When a line below contains the word "TRIMMED", copy that line.

Stored data entries
Content starts
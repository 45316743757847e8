mod common;

use axum::http::{Method, StatusCode};
use serde_json::json;
use uuid::Uuid;

use common::TestApp;

#[tokio::test]
async fn create_vendor_starts_with_zeroed_metrics() {
    let app = TestApp::new().await;

    let vendor = app.create_vendor("ACME-001").await;

    assert_eq!(vendor["vendor_code"], "ACME-001");
    assert_eq!(vendor["name"], "Vendor ACME-001");
    assert_eq!(vendor["on_time_delivery_rate"], 0.0);
    assert_eq!(vendor["quality_rating_average"], 0.0);
    assert_eq!(vendor["average_response_time"], 0.0);
    assert_eq!(vendor["fulfilment_rate"], 0.0);
    assert_eq!(vendor["metrics_version"], 0);
    assert!(vendor["id"].as_str().and_then(|id| id.parse::<Uuid>().ok()).is_some());
}

#[tokio::test]
async fn create_vendor_envelope_carries_request_meta() {
    let app = TestApp::new().await;

    let body = app
        .call(
            Method::POST,
            "/api/v1/vendors",
            Some(json!({
                "name": "Globex",
                "contact_details": "sales@globex.test",
                "address": "42 Main St",
                "vendor_code": "GLOBEX",
            })),
            StatusCode::CREATED,
        )
        .await;

    assert_eq!(body["success"], true);
    assert!(body["meta"]["request_id"].is_string());
    assert!(body["meta"]["timestamp"].is_string());
}

#[tokio::test]
async fn duplicate_vendor_code_is_a_conflict() {
    let app = TestApp::new().await;
    app.create_vendor("DUP-1").await;

    let body = app
        .call(
            Method::POST,
            "/api/v1/vendors",
            Some(json!({
                "name": "Someone Else",
                "contact_details": "x@example.com",
                "address": "Elsewhere",
                "vendor_code": "DUP-1",
            })),
            StatusCode::CONFLICT,
        )
        .await;

    assert_eq!(body["error"], "Conflict");
}

#[tokio::test]
async fn invalid_vendor_payload_lists_failing_fields() {
    let app = TestApp::new().await;

    let body = app
        .call(
            Method::POST,
            "/api/v1/vendors",
            Some(json!({
                "name": "",
                "contact_details": "x@example.com",
                "address": "",
                "vendor_code": "OK-1",
            })),
            StatusCode::BAD_REQUEST,
        )
        .await;

    let fields: Vec<&str> = body["fields"]
        .as_array()
        .expect("field errors")
        .iter()
        .filter_map(|f| f["field"].as_str())
        .collect();
    assert_eq!(fields, vec!["address", "name"]);
}

#[tokio::test]
async fn metric_fields_cannot_be_written_by_clients() {
    let app = TestApp::new().await;

    app.call(
        Method::POST,
        "/api/v1/vendors",
        Some(json!({
            "name": "Cheater Inc",
            "contact_details": "c@example.com",
            "address": "1 Fake St",
            "vendor_code": "CHEAT",
            "on_time_delivery_rate": 1.0,
        })),
        StatusCode::BAD_REQUEST,
    )
    .await;

    let vendor = app.create_vendor("HONEST").await;
    let id = vendor["id"].as_str().unwrap();
    app.call(
        Method::PUT,
        &format!("/api/v1/vendors/{}", id),
        Some(json!({ "fulfilment_rate": 1.0 })),
        StatusCode::BAD_REQUEST,
    )
    .await;
}

#[tokio::test]
async fn get_update_and_delete_vendor() {
    let app = TestApp::new().await;
    let vendor = app.create_vendor("CRUD-1").await;
    let id = vendor["id"].as_str().unwrap().to_string();
    let uri = format!("/api/v1/vendors/{}", id);

    let fetched = app.call(Method::GET, &uri, None, StatusCode::OK).await;
    assert_eq!(fetched["data"]["id"], id.as_str());

    let updated = app
        .call(
            Method::PUT,
            &uri,
            Some(json!({ "name": "Renamed Vendor", "address": "2 New Road" })),
            StatusCode::OK,
        )
        .await;
    assert_eq!(updated["data"]["name"], "Renamed Vendor");
    assert_eq!(updated["data"]["address"], "2 New Road");
    assert_eq!(updated["data"]["vendor_code"], "CRUD-1");
    assert_eq!(updated["data"]["contact_details"], "orders@example.com");

    let response = app.request_authenticated(Method::DELETE, &uri, None).await;
    assert_eq!(response.status(), StatusCode::NO_CONTENT);

    app.call(Method::GET, &uri, None, StatusCode::NOT_FOUND).await;
}

#[tokio::test]
async fn update_to_taken_vendor_code_conflicts() {
    let app = TestApp::new().await;
    app.create_vendor("TAKEN").await;
    let other = app.create_vendor("FREE").await;

    app.call(
        Method::PUT,
        &format!("/api/v1/vendors/{}", other["id"].as_str().unwrap()),
        Some(json!({ "vendor_code": "TAKEN" })),
        StatusCode::CONFLICT,
    )
    .await;
}

#[tokio::test]
async fn lookup_by_code() {
    let app = TestApp::new().await;
    let vendor = app.create_vendor("LOOKUP-9").await;

    let found = app
        .call(Method::GET, "/api/v1/vendors/by-code/LOOKUP-9", None, StatusCode::OK)
        .await;
    assert_eq!(found["data"]["id"], vendor["id"]);

    app.call(Method::GET, "/api/v1/vendors/by-code/NOPE", None, StatusCode::NOT_FOUND)
        .await;
}

#[tokio::test]
async fn unknown_vendor_is_not_found() {
    let app = TestApp::new().await;
    let uri = format!("/api/v1/vendors/{}", Uuid::new_v4());

    app.call(Method::GET, &uri, None, StatusCode::NOT_FOUND).await;
    app.call(
        Method::PUT,
        &uri,
        Some(json!({ "name": "Ghost" })),
        StatusCode::NOT_FOUND,
    )
    .await;
    app.call(Method::DELETE, &uri, None, StatusCode::NOT_FOUND).await;
}

#[tokio::test]
async fn list_vendors_paginates_by_name() {
    let app = TestApp::new().await;
    for code in ["C-3", "A-1", "B-2"] {
        app.create_vendor(code).await;
    }

    let page = app
        .call(
            Method::GET,
            "/api/v1/vendors?page=1&per_page=2",
            None,
            StatusCode::OK,
        )
        .await;
    let data = &page["data"];
    assert_eq!(data["total"], 3);
    assert_eq!(data["total_pages"], 2);
    let names: Vec<&str> = data["items"]
        .as_array()
        .unwrap()
        .iter()
        .filter_map(|v| v["name"].as_str())
        .collect();
    assert_eq!(names, vec!["Vendor A-1", "Vendor B-2"]);

    let second = app
        .call(
            Method::GET,
            "/api/v1/vendors?page=2&per_page=2",
            None,
            StatusCode::OK,
        )
        .await;
    assert_eq!(second["data"]["items"].as_array().unwrap().len(), 1);
}

#[tokio::test]
async fn deleting_vendor_removes_its_orders() {
    let app = TestApp::new().await;
    let vendor = app.create_vendor("CASCADE").await;
    let vendor_id = vendor["id"].as_str().unwrap();
    let order = app
        .create_order(vendor_id, "PO-CASCADE-1", "2024-01-01", "2024-01-10")
        .await;

    app.call(
        Method::DELETE,
        &format!("/api/v1/vendors/{}", vendor_id),
        None,
        StatusCode::NO_CONTENT,
    )
    .await;

    app.call(
        Method::GET,
        &format!("/api/v1/purchase-orders/{}", order["id"].as_str().unwrap()),
        None,
        StatusCode::NOT_FOUND,
    )
    .await;
}

#[tokio::test]
async fn malformed_json_is_a_bad_request() {
    let app = TestApp::new().await;

    let response = app
        .request_authenticated(
            Method::POST,
            "/api/v1/vendors",
            Some(json!({ "name": 42 })),
        )
        .await;

    assert_eq!(response.status(), StatusCode::BAD_REQUEST);
}

#[tokio::test]
async fn whitespace_only_text_fields_are_rejected() {
    let app = TestApp::new().await;

    let body = app
        .call(
            Method::POST,
            "/api/v1/vendors",
            Some(json!({
                "name": "  ",
                "contact_details": "ops@example.com",
                "address": "\t",
                "vendor_code": "   ",
            })),
            StatusCode::BAD_REQUEST,
        )
        .await;
    let fields: Vec<&str> = body["fields"]
        .as_array()
        .unwrap()
        .iter()
        .filter_map(|f| f["field"].as_str())
        .collect();
    assert_eq!(fields, vec!["address", "name", "vendor_code"]);
    assert_eq!(body["fields"][0]["message"], "must not be blank");

    let vendor = app.create_vendor("TRIMMED").await;
    let uri = format!("/api/v1/vendors/{}", vendor["id"].as_str().unwrap());
    app.call(
        Method::PUT,
        &uri,
        Some(json!({ "vendor_code": " " })),
        StatusCode::BAD_REQUEST,
    )
    .await;
    let unchanged = app.call(Method::GET, &uri, None, StatusCode::OK).await;
    assert_eq!(unchanged["data"]["vendor_code"], "TRIMMED");
}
Content ends
_THE COMPLETED TASK:_
    let vendor = app.create_vendor("TRIMMED").await;
    assert_eq!(unchanged["data"]["vendor_code"], "TRIMMED");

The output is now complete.